1. the motor is intimate and felt by the wearer
2. the LED matrix is visible and readable by others

Together, they let the project communicate at two scales:

1. personal
2. public

During playtesting, I received useful feedback that the output felt too fast and that this made small hardware contact issues more noticeable.

That feedback was important because it made me realize that:

1. a technically functional system can still feel unstable
2. pacing affects perception
3. interaction quality depends on timing as much as sensing

In response, I slowed the pacing of the output.

This was a small code change, but it had a big effect on the feel of the piece.

As the project approached presentation, I focused on:

1. improving stability
2. improving fit
3. improving explainability
4. making the wearable easier to recharge and reuse
5. clarifying the relationship between sensing and output

By this point, the work shifted from invention to consolidation.

I was no longer changing the concept.

I was trying to align:

1. sensing logic
2. haptic behavior
3. glove structure
4. presentation clarity

The final prototype works like this:

1. The glove is worn on the left hand.
2. The sensing module reads GSR and other biometric data.
3. Data is sent to the Arduino UNO R4 WiFi.
4. The Arduino parses the data and evaluates the GSR state.
5. The system triggers:
6. haptic vibration
7. heartbeat-like LED matrix animation
8. The motor is placed near the neck, while the larger electronics remain off-body for better stability.

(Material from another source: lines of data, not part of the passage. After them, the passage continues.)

impl TimelineState {
    /// Starter document written into a fresh data directory.
    pub fn sample(now: DateTime<Utc>) -> Self {
        let today = today_utc(now);
        let act = |id: &str, offset: i64, description: &str| Activity {
            id: id.to_string(),
            date: add_days(today, offset),
            description: description.to_string(),
        };
        let typed = |mut task: Task, type_ids: &[&str]| {
            task.type_ids = type_ids.iter().map(|id| id.to_string()).collect();
            task
        };

        let mut alignment = typed(
            Task::new("task-1-1", "Stakeholder alignment"),
            &["type-planning"],
        );
        alignment.description = "Sessions with team leads".to_string();
        alignment.activities = vec![act("act-101", 0, "Kickoff"), act("act-102", 3, "Alignment review")];

        let mut budget = typed(
            Task::new("task-1-2", "Budget adjustments"),
            &["type-finance"],
        );
        budget.description = "Reallocate based on priorities".to_string();
        budget.activities = vec![act("act-201", 5, "Initial proposal")];

        let mut planning = typed(
            Task::new("task-1", "Quarterly Planning"),
            &["type-planning", "type-strategic"],
        );
        planning.description = "High-level planning for Q1".to_string();
        planning.children = vec![alignment, budget];

        let mut hiring = typed(Task::new("task-2", "Team Hiring"), &["type-strategic"]);
        hiring.description = "Pipeline & interviews".to_string();
        hiring.activities = vec![act("act-301", -2, "JD finalized"), act("act-302", 10, "Panel interview")];

        let ty = |id: &str, name: &str, color: &str| TaskType {
            id: id.to_string(),
            name: name.to_string(),
            color: color.to_string(),
        };

        Self {
            types: vec![
                ty("type-planning", "Planning", "#3A86FF"),
                ty("type-strategic", "Strategic", "#8338EC"),
                ty("type-finance", "Finance", "#FF006E"),
            ],
            tasks: vec![planning, hiring],
            settings: Settings::default(),
        }
    }

    pub fn type_by_id(&self, id: &str) -> Option<&TaskType> {
        self.types.iter().find(|t| t.id == id)
    }

    /// Locates a task anywhere in the tree together with its direct parent.
    pub fn find_task(&self, id: &str) -> Option<(&Task, Option<&Task>)> {
        let mut stack: Vec<(&Task, Option<&Task>)> =
            self.tasks.iter().rev().map(|t| (t, None)).collect();
        while let Some((task, parent)) = stack.pop() {
            if task.id == id {
                return Some((task, parent));
            }
            stack.extend(task.children.iter().rev().map(|child| (child, Some(task))));
        }
        None
    }

    pub fn find_task_mut(&mut self, id: &str) -> Option<&mut Task> {
        find_task_in(&mut self.tasks, id)
    }

    fn task_mut(&mut self, id: &str) -> Result<&mut Task, EditError> {
        self.find_task_mut(id)
            .ok_or_else(|| EditError::UnknownTask(id.to_string()))
    }

    /// `{prefix}-{n}` not yet used by any type, task or activity.
    fn fresh_id(&self, prefix: &str) -> String {
        let mut taken: HashSet<&str> = self.types.iter().map(|t| t.id.as_str()).collect();
        let mut stack: Vec<&Task> = self.tasks.iter().collect();
        while let Some(task) = stack.pop() {
            taken.insert(task.id.as_str());
            taken.extend(task.activities.iter().map(|a| a.id.as_str()));
            stack.extend(task.children.iter());
        }

        let mut n = taken.len() + 1;
        loop {
            let candidate = format!("{prefix}-{n}");
            if !taken.contains(candidate.as_str()) {
                return candidate;
            }
            n += 1;
        }
    }

    pub fn add_type(&mut self, name: &str, color: &str) -> Result<String, EditError> {
        let name = name.trim();
        if name.is_empty() {
            return Err(EditError::EmptyTypeName);
        }
        let id = self.fresh_id("type");
        self.types.push(TaskType {
            id: id.clone(),
            name: name.to_string(),
            color: color.trim().to_string(),
        });
        Ok(id)
    }

    /// An empty or missing name keeps the current one.
    pub fn edit_type(
        &mut self,
        id: &str,
        name: Option<&str>,
        color: Option<&str>,
    ) -> Result<(), EditError> {
        let ty = self
            .types
            .iter_mut()
            .find(|t| t.id == id)
            .ok_or_else(|| EditError::UnknownType(id.to_string()))?;
        if let Some(name) = name.map(str::trim).filter(|n| !n.is_empty()) {
            ty.name = name.to_string();
        }
        if let Some(color) = color {
            ty.color = color.trim().to_string();
        }
        Ok(())
    }

    /// Removes the type and every reference to it, in tasks at any depth
    /// and in the type filter.
    pub fn delete_type(&mut self, id: &str) -> Result<TaskType, EditError> {
        let pos = self
            .types
            .iter()
            .position(|t| t.id == id)
            .ok_or_else(|| EditError::UnknownType(id.to_string()))?;
        let removed = self.types.remove(pos);

        let mut stack: Vec<&mut Task> = self.tasks.iter_mut().collect();
        while let Some(task) = stack.pop() {
            task.type_ids.retain(|existing| existing != id);
            stack.extend(task.children.iter_mut());
        }
        self.settings.filter_type_ids.retain(|existing| existing != id);
        Ok(removed)
    }

    /// Appends an untyped top-level task and returns its id.
    pub fn add_task(&mut self, name: &str) -> String {
        let id = self.fresh_id("task");
        let name = match name.trim() {
            "" => NEW_TASK_NAME,
            trimmed => trimmed,
        };
        self.tasks.push(Task::new(id.clone(), name));
        id
    }

    /// Adds a sub-task that copies the parent's type ids. A parent stops
    /// owning activities once it has children, so `transfer` decides
    /// whether they move to the new sub-task or are dropped.
    pub fn add_subtask(
        &mut self,
        parent_id: &str,
        transfer: ActivityTransfer,
    ) -> Result<String, EditError> {
        match self.find_task(parent_id) {
            None => return Err(EditError::UnknownTask(parent_id.to_string())),
            Some((_, Some(_))) => return Err(EditError::NestedParent(parent_id.to_string())),
            Some((_, None)) => {}
        }

        let id = self.fresh_id("task");
        let parent = self.task_mut(parent_id)?;
        let mut child = Task::new(id.clone(), NEW_SUBTASK_NAME);
        child.type_ids = parent.type_ids.clone();
        let activities = std::mem::take(&mut parent.activities);
        if transfer == ActivityTransfer::Move {
            child.activities = activities;
        }
        parent.children.push(child);
        Ok(id)
    }

    /// An empty name becomes "Untitled"; the description is trimmed.
    pub fn update_task(
        &mut self,
        id: &str,
        name: Option<&str>,
        description: Option<&str>,
    ) -> Result<(), EditError> {
        let task = self.task_mut(id)?;
        if let Some(name) = name {
            task.name = task_name(name);
        }
        if let Some(description) = description {
            task.description = description.trim().to_string();
        }
        Ok(())
    }

    /// Removes the task, and its sub-tasks with it, from wherever it sits.
    pub fn delete_task(&mut self, id: &str) -> Result<Task, EditError> {
        remove_task_in(&mut self.tasks, id).ok_or_else(|| EditError::UnknownTask(id.to_string()))
    }

    /// Appends `type_id` to the task's types unless it is already there.
    pub fn add_task_type(&mut self, task_id: &str, type_id: &str) -> Result<(), EditError> {
        if self.type_by_id(type_id).is_none() {
            return Err(EditError::UnknownType(type_id.to_string()));
        }
        let task = self.task_mut(task_id)?;
        if !task.type_ids.iter().any(|existing| existing == type_id) {
            task.type_ids.push(type_id.to_string());
        }
        Ok(())
    }

    pub fn remove_task_type(&mut self, task_id: &str, type_id: &str) -> Result<(), EditError> {
        let task = self.task_mut(task_id)?;
        let before = task.type_ids.len();
        task.type_ids.retain(|existing| existing != type_id);
        if task.type_ids.len() == before {
            return Err(EditError::UnknownType(type_id.to_string()));
        }
        Ok(())
    }

    /// Swaps the type with the one before it. Raising the second type
    /// makes it the task's color.
    pub fn raise_task_type(&mut self, task_id: &str, type_id: &str) -> Result<(), EditError> {
        let task = self.task_mut(task_id)?;
        let idx = task
            .type_ids
            .iter()
            .position(|existing| existing == type_id)
            .ok_or_else(|| EditError::UnknownType(type_id.to_string()))?;
        if idx > 0 {
            task.type_ids.swap(idx - 1, idx);
        }
        Ok(())
    }

    pub fn add_activity(
        &mut self,
        task_id: &str,
        date: NaiveDate,
        description: &str,
    ) -> Result<String, EditError> {
        let id = self.fresh_id("act");
        let task = self.task_mut(task_id)?;
        if !task.is_leaf() {
            return Err(EditError::NotALeaf(task_id.to_string()));
        }
        task.activities.push(Activity {
            id: id.clone(),
            date,
            description: description.to_string(),
        });
        Ok(id)
    }

    pub fn edit_activity(
        &mut self,
        task_id: &str,
        activity_id: &str,
        date: Option<NaiveDate>,
        description: Option<&str>,
    ) -> Result<(), EditError> {
        let task = self.task_mut(task_id)?;
        let activity = task
            .activities
            .iter_mut()
            .find(|a| a.id == activity_id)
            .ok_or_else(|| EditError::UnknownActivity {
                task: task_id.to_string(),
                activity: activity_id.to_string(),
            })?;
        if let Some(date) = date {
            activity.date = date;
        }
        if let Some(description) = description {
            activity.description = description.to_string();
        }
        Ok(())
    }

    pub fn remove_activity(&mut self, task_id: &str, activity_id: &str) -> Result<Activity, EditError> {
        let task = self.task_mut(task_id)?;
        let pos = task
            .activities
            .iter()
            .position(|a| a.id == activity_id)
            .ok_or_else(|| EditError::UnknownActivity {
                task: task_id.to_string(),
                activity: activity_id.to_string(),
            })?;
        Ok(task.activities.remove(pos))
    }
}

This makes the piece feel like a distributed wearable system rather than a single heavy object forced onto the body.

This project taught me that wearable interaction is not only about electronics or code.

It is also about:

1. pressure
2. contact
3. comfort
4. pacing
5. attachment
6. maintenance
7. material behavior

The biggest lesson was that the wearable form is part of the sensing logic.

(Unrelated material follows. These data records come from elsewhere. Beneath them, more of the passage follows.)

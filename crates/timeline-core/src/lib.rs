pub mod calendar;
pub mod check;
pub mod cli;
pub mod commands;
pub mod config;
pub mod datastore;
pub mod layout;
pub mod model;
pub mod render;
pub mod rows;
pub mod scale;
pub mod ticks;
pub mod window;

use std::ffi::OsString;

use anyhow::Context;
use chrono::Utc;
use clap::Parser;
use tracing::{
  debug,
  info
};

pub use calendar::FormatError;
pub use layout::{
  TimelineLayout,
  ViewportTracker
};
pub use model::{
  Activity,
  ActivityTransfer,
  EditError,
  Settings,
  Task,
  TaskType,
  TimelineState,
  Zoom
};
pub use window::Window;

#[tracing::instrument(skip_all)]
pub fn run(
  raw_args: Vec<OsString>
) -> anyhow::Result<()> {
  let pre =
    cli::preprocess_args(&raw_args)?;
  let cli = cli::GlobalCli::parse_from(
    pre.cleaned_args
  );

  cli::init_tracing(
    cli.verbose,
    cli.quiet
  )?;

  info!(
    verbose = cli.verbose,
    quiet = cli.quiet,
    "starting timeline CLI"
  );
  debug!(?pre.rc_overrides, "preprocessed rc overrides");

  let mut cfg = config::Config::load(
    cli.timelinerc.as_deref()
  )?;
  cfg.apply_overrides(
    pre.rc_overrides.into_iter().chain(
      cli
        .rc_overrides
        .into_iter()
        .map(|kv| (kv.key, kv.value))
    )
  );

  let data_dir =
    config::resolve_data_dir(
      &cfg,
      cli.data.as_deref()
    )
    .context(
      "failed to resolve data \
       directory"
    )?;

  let store = datastore::StateStore::open(
    &data_dir,
    Utc::now()
  )
  .with_context(|| {
    format!(
      "failed to open state store at \
       {}",
      data_dir.display()
    )
  })?;

  let renderer =
    render::Renderer::new(&cfg)?;
  let inv = cli::Invocation::parse(
    &cfg, cli.rest
  )?;

  commands::dispatch(
    &store, &cfg, &renderer, inv
  )?;

  info!("done");
  Ok(())
}
//! Durable refresh tokens.

use sea_orm::entity::prelude::*;
use serde::{Deserialize, Serialize};
use time::OffsetDateTime;

#[derive(Clone, Debug, PartialEq, DeriveEntityModel, Serialize, Deserialize)]
#[sea_orm(table_name = "refresh_token")]
pub struct Model {
    #[sea_orm(primary_key, auto_increment = false)]
    pub id: String,
    #[sea_orm(unique)]
    pub token: String,
    /// Authorization code this grant descends from, kept for audit
    pub code: Option<String>,
    pub user_id: String,
    pub client_id: String,
    pub scope: String,
    pub roles: String,
    pub redirect_uri: Option<String>,
    pub expires_at: OffsetDateTime,
    pub created_at: OffsetDateTime,
    pub updated_at: OffsetDateTime,
}

#[derive(Copy, Clone, Debug, EnumIter, DeriveRelation)]
pub enum Relation {}

impl ActiveModelBehavior for ActiveModel {}

impl Model {
    pub fn is_expired(&self) -> bool {
        self.expires_at <= OffsetDateTime::now_utc()
    }

    pub fn roles_list(&self) -> Vec<String> {
        self.roles.split_whitespace().map(String::from).collect()
    }

    /// Parse scopes from space-separated string
    pub fn scopes_list(&self) -> Vec<String> {
        self.scope.split_whitespace().map(String::from).collect()
    }

    pub fn has_scope(&self, scope: &str) -> bool {
        self.scopes_list().iter().any(|s| s == scope)
    }
}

A sensor does not work independently from how it is worn.

If I continue this project, I would improve three things:

1. More resolved wearable structure

I would make the glove and hardware integration more refined and less prototype-like.

2. More universal environmental use

The current double-layer logic is useful, but it makes the piece more specific to certain conditions. I would like a version that can function independently, with optional extra layering when needed.

3. Richer output language

Right now, the piece mainly changes pacing. In the future, I would like to create more varied haptic and visual expressions.

The Heartbeat Score is a project about turning internal body change into a sensory language.

Rather than treating biometric data as something to measure and display, I wanted to transform it into rhythm, pulse, and bodily presence. The project is still a prototype, but it helped me clarify a design direction I care about deeply: wearable systems that do not just sit on the body, but negotiate with it.